EXERCISE REQUIREMENTS - Check each line of the data for "instance", and copy the ones that have it.

INFORMATION SUPPLIED -
══════════
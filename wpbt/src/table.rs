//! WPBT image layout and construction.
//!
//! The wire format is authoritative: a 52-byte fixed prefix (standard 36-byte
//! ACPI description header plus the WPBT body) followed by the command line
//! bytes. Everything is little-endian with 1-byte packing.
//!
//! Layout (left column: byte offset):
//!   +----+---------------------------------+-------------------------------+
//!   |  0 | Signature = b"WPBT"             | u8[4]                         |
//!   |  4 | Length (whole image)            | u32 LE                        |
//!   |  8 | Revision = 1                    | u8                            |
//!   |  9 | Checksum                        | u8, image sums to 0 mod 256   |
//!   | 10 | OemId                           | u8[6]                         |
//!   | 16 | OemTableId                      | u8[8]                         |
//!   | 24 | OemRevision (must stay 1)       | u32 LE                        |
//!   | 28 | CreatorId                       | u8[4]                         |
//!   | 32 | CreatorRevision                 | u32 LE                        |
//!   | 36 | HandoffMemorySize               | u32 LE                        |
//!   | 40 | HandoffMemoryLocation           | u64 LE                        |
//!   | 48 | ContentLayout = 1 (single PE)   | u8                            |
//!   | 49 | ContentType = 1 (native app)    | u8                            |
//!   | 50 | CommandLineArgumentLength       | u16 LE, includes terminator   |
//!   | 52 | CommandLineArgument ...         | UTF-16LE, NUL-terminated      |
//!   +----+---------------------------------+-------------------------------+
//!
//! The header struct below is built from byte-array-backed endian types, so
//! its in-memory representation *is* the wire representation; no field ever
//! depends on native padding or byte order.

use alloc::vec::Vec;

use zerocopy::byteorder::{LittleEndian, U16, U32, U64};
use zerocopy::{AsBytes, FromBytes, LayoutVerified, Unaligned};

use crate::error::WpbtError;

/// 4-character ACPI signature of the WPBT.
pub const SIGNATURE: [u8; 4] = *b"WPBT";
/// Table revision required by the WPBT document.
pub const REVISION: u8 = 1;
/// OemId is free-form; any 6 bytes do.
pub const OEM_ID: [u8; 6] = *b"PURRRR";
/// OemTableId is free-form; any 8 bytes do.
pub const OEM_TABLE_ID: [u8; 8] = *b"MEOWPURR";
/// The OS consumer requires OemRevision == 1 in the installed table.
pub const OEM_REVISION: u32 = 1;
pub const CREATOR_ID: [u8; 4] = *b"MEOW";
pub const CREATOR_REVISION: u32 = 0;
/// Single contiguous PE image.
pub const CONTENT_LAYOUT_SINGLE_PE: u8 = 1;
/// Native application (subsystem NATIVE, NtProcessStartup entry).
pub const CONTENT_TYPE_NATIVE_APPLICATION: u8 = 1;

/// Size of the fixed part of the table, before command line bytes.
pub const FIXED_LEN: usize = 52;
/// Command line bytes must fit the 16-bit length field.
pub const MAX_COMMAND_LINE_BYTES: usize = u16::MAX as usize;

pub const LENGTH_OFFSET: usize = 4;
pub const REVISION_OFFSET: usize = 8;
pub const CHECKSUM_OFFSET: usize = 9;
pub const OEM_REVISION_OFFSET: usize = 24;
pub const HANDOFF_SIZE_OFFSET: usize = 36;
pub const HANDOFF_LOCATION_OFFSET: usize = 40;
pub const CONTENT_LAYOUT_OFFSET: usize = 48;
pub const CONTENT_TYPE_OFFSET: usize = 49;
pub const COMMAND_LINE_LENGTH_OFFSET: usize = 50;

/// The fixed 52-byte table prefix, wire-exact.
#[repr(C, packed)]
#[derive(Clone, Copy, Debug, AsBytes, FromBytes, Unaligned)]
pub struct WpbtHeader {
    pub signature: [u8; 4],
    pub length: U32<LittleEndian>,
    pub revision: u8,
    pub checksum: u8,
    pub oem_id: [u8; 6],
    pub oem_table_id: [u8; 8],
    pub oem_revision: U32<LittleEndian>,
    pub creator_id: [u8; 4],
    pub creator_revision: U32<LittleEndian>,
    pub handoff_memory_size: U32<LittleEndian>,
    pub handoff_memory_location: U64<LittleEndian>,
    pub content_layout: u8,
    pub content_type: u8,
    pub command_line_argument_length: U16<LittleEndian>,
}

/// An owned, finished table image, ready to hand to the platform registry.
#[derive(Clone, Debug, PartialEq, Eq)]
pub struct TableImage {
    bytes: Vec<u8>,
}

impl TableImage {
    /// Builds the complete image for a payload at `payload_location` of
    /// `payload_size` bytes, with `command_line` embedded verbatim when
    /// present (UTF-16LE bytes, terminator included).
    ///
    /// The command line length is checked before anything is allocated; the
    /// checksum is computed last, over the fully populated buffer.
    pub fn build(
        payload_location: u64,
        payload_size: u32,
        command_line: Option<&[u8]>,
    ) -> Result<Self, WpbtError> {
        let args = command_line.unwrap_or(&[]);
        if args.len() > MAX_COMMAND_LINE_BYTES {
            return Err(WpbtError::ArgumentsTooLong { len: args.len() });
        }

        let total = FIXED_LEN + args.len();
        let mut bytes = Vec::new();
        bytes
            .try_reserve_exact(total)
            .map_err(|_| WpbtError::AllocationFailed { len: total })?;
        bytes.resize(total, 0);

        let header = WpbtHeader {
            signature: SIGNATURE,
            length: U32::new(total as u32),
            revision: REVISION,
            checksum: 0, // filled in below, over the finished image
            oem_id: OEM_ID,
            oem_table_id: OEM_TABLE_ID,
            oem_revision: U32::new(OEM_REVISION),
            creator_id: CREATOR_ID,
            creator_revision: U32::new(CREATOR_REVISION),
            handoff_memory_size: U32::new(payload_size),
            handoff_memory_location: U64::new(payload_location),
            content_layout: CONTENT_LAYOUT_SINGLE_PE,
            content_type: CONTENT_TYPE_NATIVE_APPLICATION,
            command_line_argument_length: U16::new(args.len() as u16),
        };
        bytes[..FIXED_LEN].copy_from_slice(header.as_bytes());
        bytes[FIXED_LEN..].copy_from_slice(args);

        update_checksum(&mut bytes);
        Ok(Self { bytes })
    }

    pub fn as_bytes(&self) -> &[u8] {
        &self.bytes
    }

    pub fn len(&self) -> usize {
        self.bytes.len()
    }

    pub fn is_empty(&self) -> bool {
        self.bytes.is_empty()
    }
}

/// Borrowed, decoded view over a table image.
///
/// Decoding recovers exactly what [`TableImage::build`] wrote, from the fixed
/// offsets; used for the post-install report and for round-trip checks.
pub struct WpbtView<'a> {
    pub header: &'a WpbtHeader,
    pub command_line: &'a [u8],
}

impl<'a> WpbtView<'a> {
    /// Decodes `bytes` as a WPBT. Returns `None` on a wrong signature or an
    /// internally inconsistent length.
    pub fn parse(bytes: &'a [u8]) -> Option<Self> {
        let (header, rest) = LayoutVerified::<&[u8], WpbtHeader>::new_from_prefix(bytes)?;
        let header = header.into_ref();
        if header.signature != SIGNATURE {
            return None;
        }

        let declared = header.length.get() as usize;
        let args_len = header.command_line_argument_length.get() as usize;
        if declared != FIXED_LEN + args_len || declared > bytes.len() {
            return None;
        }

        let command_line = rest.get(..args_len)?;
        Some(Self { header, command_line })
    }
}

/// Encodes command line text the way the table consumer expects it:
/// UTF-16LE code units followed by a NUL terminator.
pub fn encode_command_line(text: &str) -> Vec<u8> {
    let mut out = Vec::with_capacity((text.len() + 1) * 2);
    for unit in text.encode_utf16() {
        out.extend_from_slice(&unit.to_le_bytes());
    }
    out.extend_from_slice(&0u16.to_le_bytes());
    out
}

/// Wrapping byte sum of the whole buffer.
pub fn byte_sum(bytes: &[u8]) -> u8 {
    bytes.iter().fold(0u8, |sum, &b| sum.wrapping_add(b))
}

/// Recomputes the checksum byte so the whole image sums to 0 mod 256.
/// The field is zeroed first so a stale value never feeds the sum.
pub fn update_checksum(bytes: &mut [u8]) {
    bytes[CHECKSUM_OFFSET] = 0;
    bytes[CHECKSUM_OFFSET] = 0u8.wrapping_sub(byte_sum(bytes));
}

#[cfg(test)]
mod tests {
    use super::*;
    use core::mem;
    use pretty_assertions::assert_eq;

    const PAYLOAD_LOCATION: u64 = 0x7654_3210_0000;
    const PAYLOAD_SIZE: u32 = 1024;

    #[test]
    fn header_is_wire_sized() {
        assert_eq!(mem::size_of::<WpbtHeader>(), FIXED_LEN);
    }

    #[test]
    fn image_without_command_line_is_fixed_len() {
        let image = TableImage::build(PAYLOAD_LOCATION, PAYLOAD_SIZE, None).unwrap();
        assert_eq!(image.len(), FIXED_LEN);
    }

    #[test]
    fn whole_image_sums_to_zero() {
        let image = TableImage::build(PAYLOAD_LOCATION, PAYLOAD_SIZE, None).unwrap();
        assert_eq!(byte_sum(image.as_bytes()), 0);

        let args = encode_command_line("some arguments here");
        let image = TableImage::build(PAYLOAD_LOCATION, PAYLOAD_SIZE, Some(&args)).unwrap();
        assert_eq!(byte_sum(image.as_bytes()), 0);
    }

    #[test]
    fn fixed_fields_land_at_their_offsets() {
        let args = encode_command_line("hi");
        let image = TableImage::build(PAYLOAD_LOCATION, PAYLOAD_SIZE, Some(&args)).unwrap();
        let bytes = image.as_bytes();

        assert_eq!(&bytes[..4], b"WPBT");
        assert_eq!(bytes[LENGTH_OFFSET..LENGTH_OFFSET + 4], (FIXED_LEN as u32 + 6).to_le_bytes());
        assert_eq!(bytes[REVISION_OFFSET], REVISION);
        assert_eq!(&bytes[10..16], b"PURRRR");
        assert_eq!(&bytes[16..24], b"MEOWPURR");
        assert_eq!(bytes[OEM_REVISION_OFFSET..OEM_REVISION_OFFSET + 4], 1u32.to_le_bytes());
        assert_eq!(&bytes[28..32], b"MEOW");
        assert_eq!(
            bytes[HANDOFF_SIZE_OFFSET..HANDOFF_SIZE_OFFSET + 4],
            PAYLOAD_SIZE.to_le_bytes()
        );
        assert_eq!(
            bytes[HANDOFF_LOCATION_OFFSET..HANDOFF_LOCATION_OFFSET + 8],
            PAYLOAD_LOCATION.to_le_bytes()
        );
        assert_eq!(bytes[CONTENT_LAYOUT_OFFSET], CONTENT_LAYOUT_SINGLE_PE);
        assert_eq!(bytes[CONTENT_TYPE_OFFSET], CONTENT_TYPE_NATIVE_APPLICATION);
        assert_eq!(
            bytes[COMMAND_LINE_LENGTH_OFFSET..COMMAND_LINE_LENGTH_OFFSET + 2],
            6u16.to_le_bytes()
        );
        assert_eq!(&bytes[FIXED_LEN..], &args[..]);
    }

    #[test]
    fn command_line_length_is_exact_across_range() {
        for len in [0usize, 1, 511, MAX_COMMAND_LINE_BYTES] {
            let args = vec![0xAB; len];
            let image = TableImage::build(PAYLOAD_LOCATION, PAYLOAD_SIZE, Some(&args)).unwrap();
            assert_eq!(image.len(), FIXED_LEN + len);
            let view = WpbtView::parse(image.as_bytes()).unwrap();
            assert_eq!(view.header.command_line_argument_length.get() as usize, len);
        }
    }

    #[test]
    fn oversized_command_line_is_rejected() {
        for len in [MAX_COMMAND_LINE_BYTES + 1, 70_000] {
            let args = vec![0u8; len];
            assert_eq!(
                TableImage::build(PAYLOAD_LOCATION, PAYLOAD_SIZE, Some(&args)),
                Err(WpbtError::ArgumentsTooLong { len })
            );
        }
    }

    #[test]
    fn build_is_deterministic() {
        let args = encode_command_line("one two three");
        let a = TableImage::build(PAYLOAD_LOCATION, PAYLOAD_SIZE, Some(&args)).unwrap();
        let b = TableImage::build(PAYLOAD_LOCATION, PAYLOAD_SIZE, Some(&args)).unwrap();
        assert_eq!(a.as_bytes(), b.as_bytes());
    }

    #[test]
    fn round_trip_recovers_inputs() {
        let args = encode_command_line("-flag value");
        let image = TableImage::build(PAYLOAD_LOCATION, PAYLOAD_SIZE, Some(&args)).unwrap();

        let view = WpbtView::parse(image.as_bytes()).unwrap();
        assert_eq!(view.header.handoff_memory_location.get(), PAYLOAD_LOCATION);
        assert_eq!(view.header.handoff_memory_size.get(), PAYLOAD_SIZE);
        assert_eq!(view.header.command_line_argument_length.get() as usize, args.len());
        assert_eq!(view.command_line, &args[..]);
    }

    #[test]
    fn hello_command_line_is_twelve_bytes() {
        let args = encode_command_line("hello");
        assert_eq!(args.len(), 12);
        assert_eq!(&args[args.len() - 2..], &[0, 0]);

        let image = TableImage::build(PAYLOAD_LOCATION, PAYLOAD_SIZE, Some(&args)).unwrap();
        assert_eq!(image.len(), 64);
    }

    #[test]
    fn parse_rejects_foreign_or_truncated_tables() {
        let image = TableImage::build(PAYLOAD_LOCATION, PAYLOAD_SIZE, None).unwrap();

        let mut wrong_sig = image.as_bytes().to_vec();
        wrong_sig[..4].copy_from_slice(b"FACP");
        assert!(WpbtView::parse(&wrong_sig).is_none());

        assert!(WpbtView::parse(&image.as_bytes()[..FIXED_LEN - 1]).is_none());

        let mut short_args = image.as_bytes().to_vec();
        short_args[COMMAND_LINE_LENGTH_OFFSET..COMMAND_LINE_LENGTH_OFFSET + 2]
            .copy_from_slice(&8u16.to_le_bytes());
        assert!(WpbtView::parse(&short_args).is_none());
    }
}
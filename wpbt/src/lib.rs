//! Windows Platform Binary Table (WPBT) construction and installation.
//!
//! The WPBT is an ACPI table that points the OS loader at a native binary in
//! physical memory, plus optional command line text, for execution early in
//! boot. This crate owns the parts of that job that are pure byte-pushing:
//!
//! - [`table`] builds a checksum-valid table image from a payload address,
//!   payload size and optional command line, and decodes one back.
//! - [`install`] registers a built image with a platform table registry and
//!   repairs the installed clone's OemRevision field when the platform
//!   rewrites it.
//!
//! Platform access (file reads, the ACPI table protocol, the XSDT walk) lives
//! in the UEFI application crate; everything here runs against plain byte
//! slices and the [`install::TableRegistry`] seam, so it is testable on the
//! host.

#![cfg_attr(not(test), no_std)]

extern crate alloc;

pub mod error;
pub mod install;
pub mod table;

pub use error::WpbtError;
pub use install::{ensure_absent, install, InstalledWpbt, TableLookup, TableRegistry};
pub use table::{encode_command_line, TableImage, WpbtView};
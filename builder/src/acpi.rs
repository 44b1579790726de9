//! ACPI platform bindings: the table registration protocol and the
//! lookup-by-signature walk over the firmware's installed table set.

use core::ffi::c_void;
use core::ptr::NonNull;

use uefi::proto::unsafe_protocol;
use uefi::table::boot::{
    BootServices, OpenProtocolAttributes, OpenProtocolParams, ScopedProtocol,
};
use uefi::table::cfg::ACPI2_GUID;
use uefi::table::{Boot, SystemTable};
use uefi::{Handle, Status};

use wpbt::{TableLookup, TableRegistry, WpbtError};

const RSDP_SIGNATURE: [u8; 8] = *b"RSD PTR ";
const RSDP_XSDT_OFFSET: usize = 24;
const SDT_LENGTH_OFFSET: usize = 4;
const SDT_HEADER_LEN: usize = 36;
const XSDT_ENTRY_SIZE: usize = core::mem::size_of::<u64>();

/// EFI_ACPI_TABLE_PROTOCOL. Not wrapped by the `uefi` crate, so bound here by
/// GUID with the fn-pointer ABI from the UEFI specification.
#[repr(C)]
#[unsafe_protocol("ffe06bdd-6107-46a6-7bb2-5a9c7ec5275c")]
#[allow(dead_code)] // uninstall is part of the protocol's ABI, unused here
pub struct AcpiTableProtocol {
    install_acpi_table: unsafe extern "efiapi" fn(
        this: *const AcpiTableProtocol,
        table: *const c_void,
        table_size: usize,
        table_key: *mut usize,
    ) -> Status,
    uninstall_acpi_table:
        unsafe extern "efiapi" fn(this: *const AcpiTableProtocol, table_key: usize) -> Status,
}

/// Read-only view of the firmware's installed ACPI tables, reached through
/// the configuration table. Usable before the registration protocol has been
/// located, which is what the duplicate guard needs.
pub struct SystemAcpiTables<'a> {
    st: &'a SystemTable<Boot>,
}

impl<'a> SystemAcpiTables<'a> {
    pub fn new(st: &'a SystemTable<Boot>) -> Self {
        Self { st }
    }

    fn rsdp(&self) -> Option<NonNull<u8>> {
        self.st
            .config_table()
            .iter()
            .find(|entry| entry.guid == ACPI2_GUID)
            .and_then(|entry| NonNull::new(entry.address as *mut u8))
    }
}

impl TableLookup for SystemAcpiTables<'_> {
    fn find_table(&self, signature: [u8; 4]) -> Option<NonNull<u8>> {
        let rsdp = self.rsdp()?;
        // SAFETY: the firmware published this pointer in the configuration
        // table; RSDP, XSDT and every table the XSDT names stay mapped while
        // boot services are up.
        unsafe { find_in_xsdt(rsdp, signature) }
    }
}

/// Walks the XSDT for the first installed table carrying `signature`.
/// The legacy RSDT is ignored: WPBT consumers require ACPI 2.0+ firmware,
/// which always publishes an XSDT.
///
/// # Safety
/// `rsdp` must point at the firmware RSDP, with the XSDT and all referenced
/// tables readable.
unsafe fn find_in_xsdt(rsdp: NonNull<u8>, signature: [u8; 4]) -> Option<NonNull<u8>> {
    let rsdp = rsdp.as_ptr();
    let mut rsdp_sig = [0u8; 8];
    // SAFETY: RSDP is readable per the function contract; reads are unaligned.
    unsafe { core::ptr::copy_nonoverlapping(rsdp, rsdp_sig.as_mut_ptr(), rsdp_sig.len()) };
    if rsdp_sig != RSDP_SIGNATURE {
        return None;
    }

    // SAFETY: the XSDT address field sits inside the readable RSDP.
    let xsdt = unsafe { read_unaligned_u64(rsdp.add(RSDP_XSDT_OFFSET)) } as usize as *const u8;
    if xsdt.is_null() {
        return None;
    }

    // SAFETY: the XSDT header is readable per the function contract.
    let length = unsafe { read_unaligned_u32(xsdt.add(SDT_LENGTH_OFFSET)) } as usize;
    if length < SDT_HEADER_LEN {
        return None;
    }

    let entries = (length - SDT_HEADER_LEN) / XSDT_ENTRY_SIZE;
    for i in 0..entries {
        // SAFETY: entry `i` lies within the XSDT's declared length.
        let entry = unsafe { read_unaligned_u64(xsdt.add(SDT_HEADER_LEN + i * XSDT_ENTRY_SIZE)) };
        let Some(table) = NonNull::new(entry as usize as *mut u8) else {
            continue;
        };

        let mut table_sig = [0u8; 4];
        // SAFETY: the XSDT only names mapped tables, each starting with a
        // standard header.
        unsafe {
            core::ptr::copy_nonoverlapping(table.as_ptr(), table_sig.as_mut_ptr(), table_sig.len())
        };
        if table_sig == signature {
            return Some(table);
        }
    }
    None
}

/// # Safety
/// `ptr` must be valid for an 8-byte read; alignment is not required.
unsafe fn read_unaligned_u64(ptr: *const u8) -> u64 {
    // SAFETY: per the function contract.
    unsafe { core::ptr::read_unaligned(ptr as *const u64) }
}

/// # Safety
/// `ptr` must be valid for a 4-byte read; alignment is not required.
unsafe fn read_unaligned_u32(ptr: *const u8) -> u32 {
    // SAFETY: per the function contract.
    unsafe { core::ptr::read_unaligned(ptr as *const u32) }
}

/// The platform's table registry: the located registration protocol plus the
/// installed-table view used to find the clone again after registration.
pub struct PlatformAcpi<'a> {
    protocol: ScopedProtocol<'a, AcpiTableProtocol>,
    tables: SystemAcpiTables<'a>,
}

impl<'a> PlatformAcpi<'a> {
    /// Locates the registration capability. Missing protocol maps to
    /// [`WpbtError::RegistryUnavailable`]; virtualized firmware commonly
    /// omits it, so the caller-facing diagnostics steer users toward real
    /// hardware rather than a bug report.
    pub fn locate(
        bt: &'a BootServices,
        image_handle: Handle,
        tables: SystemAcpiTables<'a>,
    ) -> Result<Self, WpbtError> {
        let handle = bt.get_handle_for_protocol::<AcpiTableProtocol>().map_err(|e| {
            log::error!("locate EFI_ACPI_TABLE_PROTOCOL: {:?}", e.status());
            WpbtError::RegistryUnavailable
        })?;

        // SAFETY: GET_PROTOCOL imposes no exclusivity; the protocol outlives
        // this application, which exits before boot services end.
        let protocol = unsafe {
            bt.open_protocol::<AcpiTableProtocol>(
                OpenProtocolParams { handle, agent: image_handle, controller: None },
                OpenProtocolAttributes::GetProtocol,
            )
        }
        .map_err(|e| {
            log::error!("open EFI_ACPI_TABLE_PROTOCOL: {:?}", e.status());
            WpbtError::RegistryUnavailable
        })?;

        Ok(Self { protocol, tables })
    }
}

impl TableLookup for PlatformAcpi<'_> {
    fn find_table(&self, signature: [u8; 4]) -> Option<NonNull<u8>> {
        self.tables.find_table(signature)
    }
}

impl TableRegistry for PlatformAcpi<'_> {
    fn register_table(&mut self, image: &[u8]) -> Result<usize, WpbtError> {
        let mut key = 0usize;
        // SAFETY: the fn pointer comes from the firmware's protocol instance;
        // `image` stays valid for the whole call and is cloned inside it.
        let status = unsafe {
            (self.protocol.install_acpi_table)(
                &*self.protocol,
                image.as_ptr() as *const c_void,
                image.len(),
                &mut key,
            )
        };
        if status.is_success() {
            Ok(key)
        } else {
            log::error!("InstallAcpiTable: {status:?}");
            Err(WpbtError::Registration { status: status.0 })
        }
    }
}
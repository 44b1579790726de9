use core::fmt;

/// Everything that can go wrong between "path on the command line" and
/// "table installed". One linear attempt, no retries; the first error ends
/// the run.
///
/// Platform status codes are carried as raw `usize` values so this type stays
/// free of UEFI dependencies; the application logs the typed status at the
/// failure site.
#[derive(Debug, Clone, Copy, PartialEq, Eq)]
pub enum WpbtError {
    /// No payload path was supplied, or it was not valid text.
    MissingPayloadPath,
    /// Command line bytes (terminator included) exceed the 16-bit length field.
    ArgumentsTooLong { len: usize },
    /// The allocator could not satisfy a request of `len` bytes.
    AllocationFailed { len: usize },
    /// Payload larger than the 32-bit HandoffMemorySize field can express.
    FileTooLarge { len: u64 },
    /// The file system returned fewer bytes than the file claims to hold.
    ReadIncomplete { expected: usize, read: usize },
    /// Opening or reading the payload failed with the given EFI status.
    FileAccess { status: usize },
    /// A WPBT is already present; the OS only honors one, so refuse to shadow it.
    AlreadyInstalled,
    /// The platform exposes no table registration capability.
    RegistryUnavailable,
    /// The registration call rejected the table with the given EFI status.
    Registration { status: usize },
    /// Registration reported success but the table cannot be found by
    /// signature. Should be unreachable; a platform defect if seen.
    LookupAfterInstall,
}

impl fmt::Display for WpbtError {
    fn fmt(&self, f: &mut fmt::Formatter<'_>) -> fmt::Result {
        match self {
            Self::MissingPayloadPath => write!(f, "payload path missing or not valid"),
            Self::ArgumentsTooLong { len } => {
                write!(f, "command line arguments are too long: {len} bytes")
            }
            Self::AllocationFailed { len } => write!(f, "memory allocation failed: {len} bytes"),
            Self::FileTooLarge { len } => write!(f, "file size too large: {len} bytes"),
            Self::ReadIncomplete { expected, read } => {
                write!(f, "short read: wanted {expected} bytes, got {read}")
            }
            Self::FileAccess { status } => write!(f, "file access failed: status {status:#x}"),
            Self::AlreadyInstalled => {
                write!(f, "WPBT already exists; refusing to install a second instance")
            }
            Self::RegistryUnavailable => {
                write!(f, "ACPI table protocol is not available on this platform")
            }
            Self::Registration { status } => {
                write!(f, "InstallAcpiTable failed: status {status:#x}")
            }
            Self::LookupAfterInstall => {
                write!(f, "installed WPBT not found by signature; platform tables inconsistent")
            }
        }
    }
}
══════════
EXERCISE RESULT -
        // SAFETY: the fn pointer comes from the firmware's protocol instance;
                write!(f, "WPBT already exists; refusing to install a second instance")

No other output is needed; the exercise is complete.